John Geddie () was a secretary to Anne of Denmark, queen of Scotland.

Career

Geddie was a graduate of the University of St Andrews, and according to Scottish custom his name was usually written "Mr John Geddie". He was praised by contemporaries for his skills in calligraphy, and received a royal pension by privy seal letter in 1577 for making manuscripts of the works of George Buchanan. The gift of £20 Scots annually described him as Buchanan's servitor or servant. In November 1577 Geddie and another clerk, William Walwod, were given a patent for their invention of a new method of extracting water from coal mines. In 1588 James VI gave him a gift of 20 French gold crowns, and a further £200 in October.

In May 1590 he was given £180 for clothes to wear at the coronation of Anne of Denmark. He served as a secretary in the household of Anne of Denmark from 1591, junior in rank to her other secretaries Calixtus Schein and the poet William Fowler. The queen bought him clothes, including a fine black velvet doublet and breeches.

In 1590 he was secretary to an embassy to Denmark led by John Skene and Colonel William Stewart. First they went to London and Skene sent Geddie to William Cecil to arrange their audience with Elizabeth. Geddie left Helsingør on 30 August with letters for John Maitland, Robert Bowes and Skene's wife, Helen Somerville.

Geddie drew out a Latin acrostic poem for a work of his colleague William Fowler, a discourse on the history of mathematics titled 'Methodi, sive compendii mathematici'.

In December 1591 Geddie discussed letters from Spain sent to Sir John Seton of Barns with the English courtier Roger Aston. In January the English ambassador Robert Bowes asked Geddie to investigate and inform him of Spanish and Catholic intrigues at court, working with Roger Aston. In Bowes' opinion, Geddie was "honest, wise, and in great credit with all the king's secret seals", and would accept a gratuity like others in English pay.

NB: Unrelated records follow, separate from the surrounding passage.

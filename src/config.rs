use crate::error::{BumpError, Result};
use crate::release::Backend;
use serde::{Deserialize, Serialize};
use std::fs;
use std::io::{self, Write};
use std::path::{Path, PathBuf};

const CONFIG_DIR_NAME: &str = "bumper";
const CONFIG_FILE_NAME: &str = "config.toml";

/// Represents the complete configuration for bumper.
///
/// Holds hosted-service credentials, branch naming and the project documents
/// the release touches. Every field has a default, so an absent file is valid.
#[derive(Debug, Deserialize, Serialize, Clone, PartialEq)]
pub struct Config {
    #[serde(default, skip_serializing_if = "Option::is_none")]
    pub gitlab_api_key: Option<String>,

    #[serde(default, skip_serializing_if = "Option::is_none")]
    pub github_token: Option<String>,

    #[serde(default = "default_remote")]
    pub remote: String,

    #[serde(default)]
    pub branches: BranchesConfig,

    #[serde(default)]
    pub files: FilesConfig,

    /// Where the configuration was loaded from and is saved back to
    #[serde(skip)]
    source: Option<PathBuf>,
}

fn default_remote() -> String {
    "origin".to_string()
}

fn default_trunk() -> String {
    "main".to_string()
}

fn default_development() -> String {
    "dev".to_string()
}

fn default_release_prefix() -> String {
    "release/".to_string()
}

fn default_changelog() -> String {
    "CHANGELOG.md".to_string()
}

fn default_readme() -> String {
    "README.md".to_string()
}

/// Branch names used by the release flow.
#[derive(Debug, Deserialize, Serialize, Clone, PartialEq)]
pub struct BranchesConfig {
    /// Branch releases are merged into and tagged on
    #[serde(default = "default_trunk")]
    pub trunk: String,

    /// Branch a bump must start from
    #[serde(default = "default_development")]
    pub development: String,

    #[serde(default = "default_release_prefix")]
    pub release_prefix: String,
}

impl Default for BranchesConfig {
    fn default() -> Self {
        BranchesConfig {
            trunk: default_trunk(),
            development: default_development(),
            release_prefix: default_release_prefix(),
        }
    }
}

/// Project documents, relative to the project directory.
#[derive(Debug, Deserialize, Serialize, Clone, PartialEq)]
pub struct FilesConfig {
    #[serde(default = "default_changelog")]
    pub changelog: String,

    #[serde(default = "default_readme")]
    pub readme: String,
}

impl Default for FilesConfig {
    fn default() -> Self {
        FilesConfig {
            changelog: default_changelog(),
            readme: default_readme(),
        }
    }
}

impl Default for Config {
    fn default() -> Self {
        Config {
            gitlab_api_key: None,
            github_token: None,
            remote: default_remote(),
            branches: BranchesConfig::default(),
            files: FilesConfig::default(),
            source: None,
        }
    }
}

impl Config {
    /// Bind the configuration to a file used by [`Config::save`]
    pub fn with_path(mut self, path: impl Into<PathBuf>) -> Self {
        self.source = Some(path.into());
        self
    }

    pub fn path(&self) -> Option<&Path> {
        self.source.as_deref()
    }

    /// Reject branch settings the release flow cannot work with
    pub fn validate(&self) -> Result<()> {
        let branches = &self.branches;

        if branches.trunk.trim().is_empty() || branches.development.trim().is_empty() {
            return Err(BumpError::config("branch names must not be empty"));
        }
        if branches.trunk == branches.development {
            return Err(BumpError::config(format!(
                "trunk and development branch are both '{}'",
                branches.trunk
            )));
        }
        if branches.release_prefix.trim().is_empty() {
            return Err(BumpError::config("release_prefix must not be empty"));
        }
        if self.remote.trim().is_empty() {
            return Err(BumpError::config("remote must not be empty"));
        }
        Ok(())
    }

    /// Write the configuration back to where it came from.
    ///
    /// On Unix the directory is created 0700 and the file written 0600,
    /// since it holds API credentials.
    pub fn save(&self) -> Result<()> {
        let path = self
            .source
            .clone()
            .or_else(default_path)
            .ok_or_else(|| BumpError::config("could not determine configuration directory"))?;

        let content = toml::to_string_pretty(self)
            .map_err(|e| BumpError::config(format!("failed to serialize configuration: {}", e)))?;

        write_private(&path, &content)?;
        log::debug!("Saved configuration to {}", path.display());
        Ok(())
    }
}

/// Stores API credentials for hosted release services.
pub trait CredentialStore {
    fn api_key(&self, backend: Backend) -> Option<String>;

    /// Remember a key and persist it
    fn store_api_key(&mut self, backend: Backend, key: &str) -> Result<()>;
}

impl CredentialStore for Config {
    fn api_key(&self, backend: Backend) -> Option<String> {
        let key = match backend {
            Backend::GitLab => &self.gitlab_api_key,
            Backend::GitHub => &self.github_token,
        };
        key.clone().filter(|key| !key.trim().is_empty())
    }

    fn store_api_key(&mut self, backend: Backend, key: &str) -> Result<()> {
        let key = Some(key.trim().to_string());
        match backend {
            Backend::GitLab => self.gitlab_api_key = key,
            Backend::GitHub => self.github_token = key,
        }
        self.save()
    }
}

/// `<config dir>/bumper/config.toml`, e.g. `~/.config/bumper/config.toml` on Linux
pub fn default_path() -> Option<PathBuf> {
    dirs::config_dir().map(|dir| dir.join(CONFIG_DIR_NAME).join(CONFIG_FILE_NAME))
}

/// Loads configuration from file or returns defaults.
///
/// Attempts to load configuration in the following order:
/// 1. Custom path provided as parameter
/// 2. `bumper/config.toml` in the user config directory
/// 3. Default configuration if no file found
///
/// A missing file is not an error; the returned configuration is still bound
/// to that path so credentials entered later are saved there.
///
/// # Returns
/// * `Ok(Config)` - Loaded or default configuration
/// * `Err` - If file exists but cannot be read, parsed or validated
pub fn load_config(config_path: Option<&Path>) -> Result<Config> {
    let path = match config_path {
        Some(path) => Some(path.to_path_buf()),
        None => default_path(),
    };

    let Some(path) = path else {
        log::debug!("No configuration directory; using defaults");
        return Ok(Config::default());
    };

    if !path.exists() {
        log::debug!("No configuration at {}; using defaults", path.display());
        return Ok(Config::default().with_path(path));
    }

    let content = fs::read_to_string(&path).map_err(|e| {
        BumpError::config(format!("failed to read {}: {}", path.display(), e))
    })?;
    let config: Config = toml::from_str(&content).map_err(|e| {
        BumpError::config(format!("failed to parse {}: {}", path.display(), e))
    })?;

    config.validate()?;
    log::debug!("Loaded configuration from {}", path.display());
    Ok(config.with_path(path))
}

fn write_private(path: &Path, content: &str) -> io::Result<()> {
    if let Some(parent) = path.parent() {
        if !parent.as_os_str().is_empty() && !parent.exists() {
            let mut builder = fs::DirBuilder::new();
            builder.recursive(true);
            #[cfg(unix)]
            {
                use std::os::unix::fs::DirBuilderExt;
                builder.mode(0o700);
            }
            builder.create(parent)?;
        }
    }

    let mut options = fs::OpenOptions::new();
    options.write(true).create(true).truncate(true);
    #[cfg(unix)]
    {
        use std::os::unix::fs::OpenOptionsExt;
        options.mode(0o600);
    }

    let mut file = options.open(path)?;
    file.write_all(content.as_bytes())?;

    // The mode above only applies to newly created files
    #[cfg(unix)]
    {
        use std::os::unix::fs::PermissionsExt;
        fs::set_permissions(path, fs::Permissions::from_mode(0o600))?;
    }
    Ok(())
}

Bowes mentioned that Geddie had carried a warning to the king from the rebel Earl of Bothwell in November 1592, which was false, and an attempt to incriminate Lord John Hamilton.

Geddie lost royal favour in 1594 apparently for losing a comprising document that suggested James VI was negotiating with Spain. These papers came in to the hands of Robert Bowes.

Geddie is associated with an early view of the town of St Andrews,  and the musical part-books compiled by Thomas Wode, who mentioned that Geddie had promised to contribute a drawing of the royal arms.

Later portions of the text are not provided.